Top of Extracted entries
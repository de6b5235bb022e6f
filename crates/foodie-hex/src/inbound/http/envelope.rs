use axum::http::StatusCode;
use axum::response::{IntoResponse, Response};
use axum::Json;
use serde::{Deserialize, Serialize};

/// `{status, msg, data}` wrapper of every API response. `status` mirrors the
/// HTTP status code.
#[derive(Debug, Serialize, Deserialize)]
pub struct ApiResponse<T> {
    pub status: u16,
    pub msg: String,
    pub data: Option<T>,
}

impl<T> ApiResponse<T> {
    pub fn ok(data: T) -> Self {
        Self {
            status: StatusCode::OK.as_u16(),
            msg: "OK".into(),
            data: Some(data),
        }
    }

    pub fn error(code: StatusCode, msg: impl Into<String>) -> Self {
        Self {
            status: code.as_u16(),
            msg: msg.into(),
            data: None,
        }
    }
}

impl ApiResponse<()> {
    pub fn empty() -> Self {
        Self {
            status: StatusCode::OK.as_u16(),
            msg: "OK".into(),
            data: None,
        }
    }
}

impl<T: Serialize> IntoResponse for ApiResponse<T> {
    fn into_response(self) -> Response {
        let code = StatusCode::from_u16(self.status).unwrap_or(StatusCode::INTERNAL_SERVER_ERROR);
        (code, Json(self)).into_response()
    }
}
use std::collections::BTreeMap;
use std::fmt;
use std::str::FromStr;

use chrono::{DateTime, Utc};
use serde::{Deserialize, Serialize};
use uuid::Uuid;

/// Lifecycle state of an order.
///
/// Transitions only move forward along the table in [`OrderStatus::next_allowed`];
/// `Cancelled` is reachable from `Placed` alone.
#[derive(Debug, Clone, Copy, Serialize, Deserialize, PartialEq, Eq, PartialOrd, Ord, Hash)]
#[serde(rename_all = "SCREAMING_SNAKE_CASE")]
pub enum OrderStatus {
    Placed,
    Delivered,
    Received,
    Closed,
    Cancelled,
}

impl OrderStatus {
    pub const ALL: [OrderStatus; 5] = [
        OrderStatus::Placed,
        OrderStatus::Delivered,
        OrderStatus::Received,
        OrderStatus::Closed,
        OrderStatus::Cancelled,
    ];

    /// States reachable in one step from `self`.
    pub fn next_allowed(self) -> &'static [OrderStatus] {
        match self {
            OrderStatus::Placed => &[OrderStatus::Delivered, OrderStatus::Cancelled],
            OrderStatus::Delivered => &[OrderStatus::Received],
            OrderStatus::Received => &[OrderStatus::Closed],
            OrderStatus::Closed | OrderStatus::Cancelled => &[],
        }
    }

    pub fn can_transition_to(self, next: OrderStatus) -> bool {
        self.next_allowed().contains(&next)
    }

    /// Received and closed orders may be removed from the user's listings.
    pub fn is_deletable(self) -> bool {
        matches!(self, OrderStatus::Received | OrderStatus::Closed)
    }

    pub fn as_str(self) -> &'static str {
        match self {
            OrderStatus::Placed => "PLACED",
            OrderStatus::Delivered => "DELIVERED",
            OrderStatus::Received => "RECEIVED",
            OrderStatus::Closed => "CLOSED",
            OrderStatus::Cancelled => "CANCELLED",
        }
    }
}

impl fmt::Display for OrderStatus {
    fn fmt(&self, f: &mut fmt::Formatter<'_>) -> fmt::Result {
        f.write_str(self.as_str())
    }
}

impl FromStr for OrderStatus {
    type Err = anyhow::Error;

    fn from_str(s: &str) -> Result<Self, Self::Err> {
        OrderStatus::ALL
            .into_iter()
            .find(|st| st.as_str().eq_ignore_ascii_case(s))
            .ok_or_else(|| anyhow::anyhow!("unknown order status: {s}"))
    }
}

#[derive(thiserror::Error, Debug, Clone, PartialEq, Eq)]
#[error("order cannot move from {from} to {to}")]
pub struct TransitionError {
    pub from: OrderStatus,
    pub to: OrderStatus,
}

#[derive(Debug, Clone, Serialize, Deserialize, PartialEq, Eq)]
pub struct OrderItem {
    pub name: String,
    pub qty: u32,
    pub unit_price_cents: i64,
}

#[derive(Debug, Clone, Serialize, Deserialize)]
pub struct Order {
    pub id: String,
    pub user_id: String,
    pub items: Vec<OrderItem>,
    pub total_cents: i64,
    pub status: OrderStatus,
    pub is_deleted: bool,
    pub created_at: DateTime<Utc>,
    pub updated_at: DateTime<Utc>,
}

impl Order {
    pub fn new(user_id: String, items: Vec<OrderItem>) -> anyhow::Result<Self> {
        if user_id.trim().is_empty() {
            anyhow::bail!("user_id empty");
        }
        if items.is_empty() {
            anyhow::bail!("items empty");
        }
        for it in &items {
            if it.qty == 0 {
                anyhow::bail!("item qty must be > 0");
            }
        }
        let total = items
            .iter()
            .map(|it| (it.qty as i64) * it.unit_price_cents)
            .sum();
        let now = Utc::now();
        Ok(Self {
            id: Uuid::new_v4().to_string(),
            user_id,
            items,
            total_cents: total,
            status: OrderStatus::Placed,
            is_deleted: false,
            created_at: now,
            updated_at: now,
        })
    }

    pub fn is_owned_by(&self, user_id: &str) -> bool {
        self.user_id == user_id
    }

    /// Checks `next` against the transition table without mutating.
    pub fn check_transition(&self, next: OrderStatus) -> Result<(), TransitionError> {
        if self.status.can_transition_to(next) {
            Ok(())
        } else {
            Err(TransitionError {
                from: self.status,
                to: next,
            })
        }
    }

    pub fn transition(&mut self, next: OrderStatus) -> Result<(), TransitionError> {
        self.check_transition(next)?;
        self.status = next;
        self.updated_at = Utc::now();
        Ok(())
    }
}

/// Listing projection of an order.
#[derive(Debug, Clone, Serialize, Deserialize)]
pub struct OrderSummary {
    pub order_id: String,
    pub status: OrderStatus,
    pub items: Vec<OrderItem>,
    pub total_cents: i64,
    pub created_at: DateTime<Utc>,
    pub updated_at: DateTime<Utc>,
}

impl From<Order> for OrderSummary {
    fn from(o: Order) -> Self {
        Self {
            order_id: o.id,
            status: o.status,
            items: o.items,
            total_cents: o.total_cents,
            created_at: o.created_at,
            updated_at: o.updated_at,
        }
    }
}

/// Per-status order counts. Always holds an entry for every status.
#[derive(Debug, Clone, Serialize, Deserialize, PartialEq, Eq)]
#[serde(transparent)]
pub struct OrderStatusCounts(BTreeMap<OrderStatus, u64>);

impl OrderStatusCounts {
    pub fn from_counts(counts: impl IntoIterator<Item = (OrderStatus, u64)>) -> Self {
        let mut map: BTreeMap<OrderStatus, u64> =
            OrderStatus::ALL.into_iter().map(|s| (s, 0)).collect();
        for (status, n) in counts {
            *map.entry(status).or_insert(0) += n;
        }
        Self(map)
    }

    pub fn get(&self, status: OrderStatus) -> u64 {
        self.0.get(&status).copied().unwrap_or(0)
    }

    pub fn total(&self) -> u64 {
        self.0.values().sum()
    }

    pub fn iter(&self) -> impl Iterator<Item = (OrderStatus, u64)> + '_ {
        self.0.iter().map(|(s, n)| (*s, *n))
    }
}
Bottom of Extracted entries
Top of Extracted entries
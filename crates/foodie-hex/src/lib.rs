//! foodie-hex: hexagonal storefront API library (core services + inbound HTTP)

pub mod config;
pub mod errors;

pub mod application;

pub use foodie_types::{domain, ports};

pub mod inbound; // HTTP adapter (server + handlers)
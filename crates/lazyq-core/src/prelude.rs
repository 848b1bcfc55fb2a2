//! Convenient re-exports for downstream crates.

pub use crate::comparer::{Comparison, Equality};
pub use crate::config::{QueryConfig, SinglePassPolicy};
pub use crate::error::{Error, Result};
Bottom of Extracted entries
Top of Extracted entries
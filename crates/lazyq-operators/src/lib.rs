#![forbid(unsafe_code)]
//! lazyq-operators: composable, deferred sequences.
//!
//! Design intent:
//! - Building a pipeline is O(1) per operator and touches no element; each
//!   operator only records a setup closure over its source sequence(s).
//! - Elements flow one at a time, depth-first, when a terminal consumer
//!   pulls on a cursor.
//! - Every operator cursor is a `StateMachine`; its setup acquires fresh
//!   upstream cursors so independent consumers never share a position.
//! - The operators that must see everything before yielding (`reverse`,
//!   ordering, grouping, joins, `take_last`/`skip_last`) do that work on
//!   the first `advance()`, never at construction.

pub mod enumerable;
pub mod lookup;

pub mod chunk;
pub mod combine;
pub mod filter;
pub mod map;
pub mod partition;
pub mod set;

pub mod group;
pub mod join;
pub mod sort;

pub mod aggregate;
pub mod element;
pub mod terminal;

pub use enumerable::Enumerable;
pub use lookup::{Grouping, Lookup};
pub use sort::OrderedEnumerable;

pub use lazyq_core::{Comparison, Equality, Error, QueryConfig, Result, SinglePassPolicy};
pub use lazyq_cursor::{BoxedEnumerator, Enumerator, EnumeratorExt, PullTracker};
Bottom of Extracted entries
▸ Instructions for the task:
Of the lines above, retype only those from the line containing "filename crates/foodie-hex/src/lib.rs" through the line containing "filename crates/lazyq-core/src/prelude.rs", including both, exactly.

▸ Output for this task:
filename crates/foodie-hex/src/lib.rs
//! foodie-hex: hexagonal storefront API library (core services + inbound HTTP)

pub mod config;
pub mod errors;

pub mod application;

pub use foodie_types::{domain, ports};

pub mod inbound; // HTTP adapter (server + handlers)
filename crates/lazyq-core/src/prelude.rs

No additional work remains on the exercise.